During the period from Erasure to I Am Not Sidney Poitier Everett seems to have been particularly concerned with teasing out one particular strand of what these categorizations mean for the maker of art – the obsession with authenticity, that great driver of consumption, and its particular relation to Blackness. I Am Not Sidney Poitier concerns the misadventures of a young man whose given name is Not Sidney Poitier. He looks just like Sidney Poitier and becomes involved in a succession of scenarios (and dreams) which mirror or echo the plots of Sidney Poitier movies. His kind-of adoptive father is the media mogul Ted Turner (on whose Turner Classic Movies channel many of those Poitier films might run) and at college he meets a professor called Percival Everett. Everett is teaching a course in Nonsense. The professor becomes a kind of sounding board for Not-Sidney, even though all he ever tells Sidney is . . . well, nothing really. Everett is, briefly, arrested for the murder of a man who looks just like Not-Sidney but isn’t. And if he isn’t Not-Sidney, does that make him Sidney . . . ? Or is Not-Sidney not Not-Sidney and hence actually Mr Poitier himself . . . ?

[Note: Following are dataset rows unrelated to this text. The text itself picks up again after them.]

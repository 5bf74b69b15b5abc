//! Capture Throughput Meter
//!
//! Rolling frames-per-second measurement for the capture loop. Purely
//! observational: the loop's pacing comes from the device and the
//! cooperative sleep, this just reports what actually arrived.

use std::sync::atomic::{AtomicU64, Ordering};
use std::sync::Arc;
use std::time::{Duration, Instant};

/// Measurement window for the rate calculation
pub const MEASURE_WINDOW: Duration = Duration::from_secs(1);

/// Read-side handle to the most recent rate sample
///
/// Cheap to clone; the value is stored as `f64` bits in an atomic so the
/// UI side can poll it without locking.
#[derive(Debug, Clone, Default)]
pub struct ThroughputReading {
    fps_bits: Arc<AtomicU64>,
}

impl ThroughputReading {
    /// Most recent frames-per-second sample (0.0 before the first window)
    pub fn fps(&self) -> f64 {
        f64::from_bits(self.fps_bits.load(Ordering::Relaxed))
    }
}

/// Frame-rate meter owned by the capture loop
#[derive(Debug)]
pub struct ThroughputMeter {
    window: Duration,
    frames: u64,
    window_start: Instant,
    reading: ThroughputReading,
}

impl ThroughputMeter {
    /// Create a meter with the default one-second window
    pub fn new() -> Self {
        Self::with_window(MEASURE_WINDOW)
    }

    /// Create a meter with a custom window
    pub fn with_window(window: Duration) -> Self {
        Self {
            window,
            frames: 0,
            window_start: Instant::now(),
            reading: ThroughputReading::default(),
        }
    }

    /// Handle for reading the rate from another thread
    pub fn reading(&self) -> ThroughputReading {
        self.reading.clone()
    }

    /// Count one captured frame
    ///
    /// Returns `Some(fps)` when a measurement window just completed.
    pub fn record_frame(&mut self) -> Option<f64> {
        self.record_at(Instant::now())
    }

    fn record_at(&mut self, now: Instant) -> Option<f64> {
        self.frames += 1;

        let elapsed = now.duration_since(self.window_start);
        if elapsed < self.window {
            return None;
        }

        let fps = self.frames as f64 / elapsed.as_secs_f64();
        self.reading.fps_bits.store(fps.to_bits(), Ordering::Relaxed);
        self.frames = 0;
        self.window_start = now;
        Some(fps)
    }
}

impl Default for ThroughputMeter {
    fn default() -> Self {
        Self::new()
    }
}

#[cfg(test)]
mod tests {
    use super::*;

    #[test]
    fn test_no_sample_before_window_completes() {
        let mut meter = ThroughputMeter::with_window(Duration::from_secs(60));
        assert_eq!(meter.record_frame(), None);
        assert_eq!(meter.reading().fps(), 0.0);
    }

    #[test]
    fn test_rate_over_forced_window() {
        let mut meter = ThroughputMeter::with_window(Duration::from_secs(1));
        let start = meter.window_start;

        // 29 frames inside the window, the 30th lands exactly at the edge.
        for i in 1..30 {
            let now = start + Duration::from_millis(i * 33);
            assert_eq!(meter.record_at(now), None);
        }
        let fps = meter.record_at(start + Duration::from_secs(1)).unwrap();
        assert!((fps - 30.0).abs() < 0.5, "fps was {}", fps);
        assert!((meter.reading().fps() - fps).abs() < f64::EPSILON);
    }

    #[test]
    fn test_window_resets_after_sample() {
        let mut meter = ThroughputMeter::with_window(Duration::from_secs(1));
        let start = meter.window_start;

        meter.record_at(start + Duration::from_secs(1)).unwrap();
        // Next frame starts a fresh window.
        assert_eq!(
            meter.record_at(start + Duration::from_millis(1100)),
            None
        );
    }

    #[test]
    fn test_reading_is_shared() {
        let mut meter = ThroughputMeter::with_window(Duration::from_secs(1));
        let reading = meter.reading();
        let start = meter.window_start;

        for i in 1..=10 {
            meter.record_at(start + Duration::from_millis(i * 100));
        }
        assert!(reading.fps() > 0.0);
    }
}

Despite these spirals of nothing, nonsense and negation, this isn’t a tricksy or a dry book. If it’s reminiscent of any other work, that other work would have to be Tristram Shandy, with which it shares a good-natured contempt for other people’s rules. It’s funny throughout, with superb dialogue (Ted Turner’s non sequiturs alone are worth the entrance fee), a kind of deadpan mischievousness and the sense of an author thoroughly enjoying himself. It strikes me that Everett is too clever for experiments – he always knows exactly what he’s doing. But I wonder whether the idea here is that, by building a whole structure out of double negative upon double negative, you end up with something positive – a way to write about race without getting trapped in the very thing you’re attempting to critique. You certainly end up with a brilliant, provocative book. Hopefully, now that Influx have turned the tap back on, we will see more from Everett’s extensive back catalogue, whether it fits or not.